THE INVENTOR grandfather of a Petersfield man is to have a big screen film made of his life – which although cut short by war still saw him credited with inventing stereo sound and acknowledged as being instrumental in the development of television.

It has also been announced that Alan Dower Blumlein is to receive a posthumous Grammy award for his work inventing the stereo sound system.

Alan Blumlein, who died in 1942 aged 39, was the father of Simon Blumlein, who for many years had a music shop in Dragon Street and still lives in the town, and grandfather to James Blumlein, who also lives in Petersfield.

James said: “Not many people know my grandfather invented the stereo sound system, and also pioneered the Marconi-EMI television system which was adopted by the BBC and was the basis for TV broadcasting until the switch to digital.”

At the time of his death during World War Two, Alan, an electrical engineer, had filed 121 patents, virtually all relating to inventions in sound reproduction and television broadcasting.

But outside his family Alan Blumlein, an electrical engineer born in 1903, remained virtually unknown until recently – in part because his death during the Second World War was hushed up.

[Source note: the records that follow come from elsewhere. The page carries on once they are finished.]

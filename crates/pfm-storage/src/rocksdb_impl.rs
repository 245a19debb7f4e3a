//! RocksDB storage implementation.

use crate::{
    column_families::all_column_families,
    errors::{Result, StorageError},
    traits::{deserialize_value, serialize_key, serialize_value, Batch, Storage},
};
use async_trait::async_trait;
use rocksdb::{Options, WriteBatch, DB};
use serde::{de::DeserializeOwned, Serialize};
use std::{path::Path, sync::Arc};
use tokio::sync::Mutex;
use tracing::debug;

/// RocksDB storage implementation
pub struct RocksDbStorage {
    db: Arc<DB>,
    /// Serializes `insert` calls so check-and-write is one step.
    write_lock: Mutex<()>,
}

impl RocksDbStorage {
    /// Open RocksDB database at the specified path
    ///
    /// Creates all required column families if they don't exist.
    pub fn open<P: AsRef<Path>>(path: P) -> Result<Self> {
        let mut opts = Options::default();
        opts.create_if_missing(true);
        opts.create_missing_column_families(true);

        // Open database with all column families
        let db = DB::open_cf(&opts, &path, all_column_families())
            .map_err(|e| StorageError::Database(e.to_string()))?;

        debug!("Opened RocksDB at {:?}", path.as_ref());

        Ok(Self {
            db: Arc::new(db),
            write_lock: Mutex::new(()),
        })
    }

    /// Open RocksDB database for testing (temp directory)
    ///
    /// This is public for use in other crates' test modules.
    pub fn open_test() -> Result<Self> {
        let temp_dir = tempfile::TempDir::new().map_err(StorageError::IoError)?;
        Self::open(temp_dir.path())
    }

    /// Get column family handle
    fn cf_handle(&self, cf: &str) -> Result<&rocksdb::ColumnFamily> {
        self.db
            .cf_handle(cf)
            .ok_or_else(|| StorageError::InvalidColumnFamily(cf.to_string()))
    }
}

#[async_trait]
impl Storage for RocksDbStorage {
    async fn get<K, V>(&self, cf: &str, key: &K) -> Result<Option<V>>
    where
        K: Serialize + Send + Sync,
        V: DeserializeOwned,
    {
        let cf_handle = self.cf_handle(cf)?;
        let key_bytes = serialize_key(key)?;

        let result = self
            .db
            .get_cf(cf_handle, &key_bytes)
            .map_err(|e| StorageError::Database(e.to_string()))?;

        match result {
            Some(bytes) => {
                let value = deserialize_value(&bytes)?;
                Ok(Some(value))
            }
            None => Ok(None),
        }
    }

    async fn put<K, V>(&self, cf: &str, key: &K, value: &V) -> Result<()>
    where
        K: Serialize + Send + Sync,
        V: Serialize + Send + Sync,
    {
        let cf_handle = self.cf_handle(cf)?;
        let key_bytes = serialize_key(key)?;
        let value_bytes = serialize_value(value)?;

        self.db
            .put_cf(cf_handle, &key_bytes, &value_bytes)
            .map_err(|e| StorageError::Database(e.to_string()))?;

        Ok(())
    }

    async fn insert<K, V>(&self, cf: &str, key: &K, value: &V) -> Result<()>
    where
        K: Serialize + Send + Sync,
        V: Serialize + Send + Sync,
    {
        let cf_handle = self.cf_handle(cf)?;
        let key_bytes = serialize_key(key)?;
        let value_bytes = serialize_value(value)?;

        // Hold the write lock across check and write; concurrent inserts of
        // the same key cannot both observe absence.
        let _guard = self.write_lock.lock().await;

        let existing = self
            .db
            .get_cf(cf_handle, &key_bytes)
            .map_err(|e| StorageError::Database(e.to_string()))?;

        if existing.is_some() {
            return Err(StorageError::AlreadyExists);
        }

        self.db
            .put_cf(cf_handle, &key_bytes, &value_bytes)
            .map_err(|e| StorageError::Database(e.to_string()))?;

        Ok(())
    }

    async fn delete<K>(&self, cf: &str, key: &K) -> Result<()>
    where
        K: Serialize + Send + Sync,
    {
        let cf_handle = self.cf_handle(cf)?;
        let key_bytes = serialize_key(key)?;

        self.db
            .delete_cf(cf_handle, &key_bytes)
            .map_err(|e| StorageError::Database(e.to_string()))?;

        Ok(())
    }

    async fn exists<K>(&self, cf: &str, key: &K) -> Result<bool>
    where
        K: Serialize + Send + Sync,
    {
        let cf_handle = self.cf_handle(cf)?;
        let key_bytes = serialize_key(key)?;

        let result = self
            .db
            .get_cf(cf_handle, &key_bytes)
            .map_err(|e| StorageError::Database(e.to_string()))?;

        Ok(result.is_some())
    }

    async fn scan_all<V>(&self, cf: &str) -> Result<Vec<(Vec<u8>, V)>>
    where
        V: DeserializeOwned,
    {
        let cf_handle = self.cf_handle(cf)?;

        let mut results = Vec::new();
        let iter = self.db.iterator_cf(cf_handle, rocksdb::IteratorMode::Start);

        for item in iter {
            let (key, value) = item.map_err(|e| StorageError::Database(e.to_string()))?;
            let deserialized_value = deserialize_value(&value)?;
            results.push((key.to_vec(), deserialized_value));
        }

        Ok(results)
    }

    fn batch(&self) -> Box<dyn Batch> {
        Box::new(RocksDbBatch {
            db: Arc::clone(&self.db),
            write_batch: WriteBatch::default(),
        })
    }
}

/// RocksDB batch implementation
pub struct RocksDbBatch {
    db: Arc<DB>,
    write_batch: WriteBatch,
}

#[async_trait]
impl Batch for RocksDbBatch {
    fn put_raw(&mut self, cf: &str, key: Vec<u8>, value: Vec<u8>) -> Result<()> {
        let cf_handle = self
            .db
            .cf_handle(cf)
            .ok_or_else(|| StorageError::InvalidColumnFamily(cf.to_string()))?;

        self.write_batch.put_cf(cf_handle, &key, &value);

        Ok(())
    }

    fn delete_raw(&mut self, cf: &str, key: Vec<u8>) -> Result<()> {
        let cf_handle = self
            .db
            .cf_handle(cf)
            .ok_or_else(|| StorageError::InvalidColumnFamily(cf.to_string()))?;

        self.write_batch.delete_cf(cf_handle, &key);

        Ok(())
    }

    async fn commit(self: Box<Self>) -> Result<()> {
        self.db
            .write(self.write_batch)
            .map_err(|e| StorageError::Database(e.to_string()))?;

        debug!("Batch committed successfully");
        Ok(())
    }

    fn rollback(self: Box<Self>) {
        // WriteBatch is dropped, no commit
        debug!("Batch rolled back");
    }
}

#[cfg(test)]
mod tests {
    use super::*;
    use crate::column_families::{CF_ADMINS, CF_EMAIL_INDEX, CF_USERS};
    use crate::traits::BatchExt;
    use serde::{Deserialize, Serialize};
    use uuid::Uuid;

    #[derive(Debug, Clone, Serialize, Deserialize, PartialEq)]
    struct TestRecord {
        id: Uuid,
        email: String,
        name: String,
    }

    fn test_record(email: &str) -> TestRecord {
        TestRecord {
            id: Uuid::new_v4(),
            email: email.to_string(),
            name: "Test".to_string(),
        }
    }

    #[tokio::test]
    async fn test_put_and_get() {
        let storage = RocksDbStorage::open_test().unwrap();
        let record = test_record("a@test.com");

        storage.put(CF_USERS, &record.email, &record).await.unwrap();

        let result: Option<TestRecord> = storage.get(CF_USERS, &record.email).await.unwrap();
        assert_eq!(result, Some(record));
    }

    #[tokio::test]
    async fn test_get_nonexistent() {
        let storage = RocksDbStorage::open_test().unwrap();

        let result: Option<TestRecord> = storage.get(CF_USERS, &"missing@test.com").await.unwrap();
        assert_eq!(result, None);
    }

    #[tokio::test]
    async fn test_string_and_str_keys_are_interchangeable() {
        let storage = RocksDbStorage::open_test().unwrap();
        let record = test_record("b@test.com");

        // Stored with a String key, retrievable with a &str key
        storage.put(CF_USERS, &record.email, &record).await.unwrap();
        assert!(storage.exists(CF_USERS, &"b@test.com").await.unwrap());
    }

    #[tokio::test]
    async fn test_insert_rejects_duplicate() {
        let storage = RocksDbStorage::open_test().unwrap();

        storage
            .insert(CF_EMAIL_INDEX, &"c@test.com", &1u8)
            .await
            .unwrap();

        let result = storage.insert(CF_EMAIL_INDEX, &"c@test.com", &2u8).await;
        assert!(matches!(result, Err(StorageError::AlreadyExists)));

        // First write survives
        let stored: Option<u8> = storage.get(CF_EMAIL_INDEX, &"c@test.com").await.unwrap();
        assert_eq!(stored, Some(1));
    }

    #[tokio::test]
    async fn test_insert_after_delete_succeeds() {
        let storage = RocksDbStorage::open_test().unwrap();

        storage
            .insert(CF_EMAIL_INDEX, &"d@test.com", &1u8)
            .await
            .unwrap();
        storage.delete(CF_EMAIL_INDEX, &"d@test.com").await.unwrap();

        assert!(storage
            .insert(CF_EMAIL_INDEX, &"d@test.com", &2u8)
            .await
            .is_ok());
    }

    #[tokio::test]
    async fn test_exists_and_delete() {
        let storage = RocksDbStorage::open_test().unwrap();
        let record = test_record("e@test.com");

        assert!(!storage.exists(CF_ADMINS, &record.email).await.unwrap());

        storage
            .put(CF_ADMINS, &record.email, &record)
            .await
            .unwrap();
        assert!(storage.exists(CF_ADMINS, &record.email).await.unwrap());

        storage.delete(CF_ADMINS, &record.email).await.unwrap();
        assert!(!storage.exists(CF_ADMINS, &record.email).await.unwrap());
    }

    #[tokio::test]
    async fn test_scan_all() {
        let storage = RocksDbStorage::open_test().unwrap();

        for email in ["f@test.com", "g@test.com", "h@test.com"] {
            let record = test_record(email);
            storage.put(CF_USERS, &record.email, &record).await.unwrap();
        }

        let results: Vec<(Vec<u8>, TestRecord)> = storage.scan_all(CF_USERS).await.unwrap();
        assert_eq!(results.len(), 3);
    }

    #[tokio::test]
    async fn test_batch_commit() {
        let storage = RocksDbStorage::open_test().unwrap();
        let record = test_record("i@test.com");

        let mut batch = storage.batch();
        batch.put(CF_USERS, &record.email, &record).unwrap();
        batch.put(CF_EMAIL_INDEX, &record.email, &2u8).unwrap();
        batch.commit().await.unwrap();

        assert!(storage.exists(CF_USERS, &record.email).await.unwrap());
        assert!(storage.exists(CF_EMAIL_INDEX, &record.email).await.unwrap());
    }

    #[tokio::test]
    async fn test_batch_delete_spans_column_families() {
        let storage = RocksDbStorage::open_test().unwrap();
        let record = test_record("j@test.com");

        storage.put(CF_USERS, &record.email, &record).await.unwrap();
        storage
            .put(CF_EMAIL_INDEX, &record.email, &2u8)
            .await
            .unwrap();

        let mut batch = storage.batch();
        batch.delete(CF_USERS, &record.email).unwrap();
        batch.delete(CF_EMAIL_INDEX, &record.email).unwrap();
        batch.commit().await.unwrap();

        assert!(!storage.exists(CF_USERS, &record.email).await.unwrap());
        assert!(!storage.exists(CF_EMAIL_INDEX, &record.email).await.unwrap());
    }

    #[tokio::test]
    async fn test_batch_rollback() {
        let storage = RocksDbStorage::open_test().unwrap();
        let record = test_record("k@test.com");

        let mut batch = storage.batch();
        batch.put(CF_USERS, &record.email, &record).unwrap();
        batch.rollback();

        let result: Option<TestRecord> = storage.get(CF_USERS, &record.email).await.unwrap();
        assert_eq!(result, None);
    }
}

By 1942 he and a team of scientists were working on a top secret an airborne radar system.

But on June 7, 1942, a Halifax bomber he was in crashed in flames near Welsh Bicknor, in Herefordshire.

All 11 passengers and crew, including other top scientists, were killed.

The project was so important the crash was hushed up, and the work completed in strict secrecy by RAF engineers.

But now Alan is to be honoured with a Grammy, nominated by Universal Music Group, which in 2012 merged with EMI, for whom Alan worked until just before his death.

It will be presented to family members at a ceremony in Los Angeles late this year.

Simon Blumlein said of the Grammy: “It is a great honour for my father and the Blumlein family. We’re immensely proud. He’s always been held in the highest esteem by recording engineers and so to now receive this from the wider music industry is simply wonderful.”

And Mr Blumlein’s life will also be the subject of ’an as-yet untitled film project,’ said Universal.

Universal boss Sir Lucian Grainge said: “Alan Dower Blumlein and his prolific period of invention whilst at EMI, not only transformed audio and music recording technology, but also helped shape modern media communications for generations to come through his pioneering work in television.”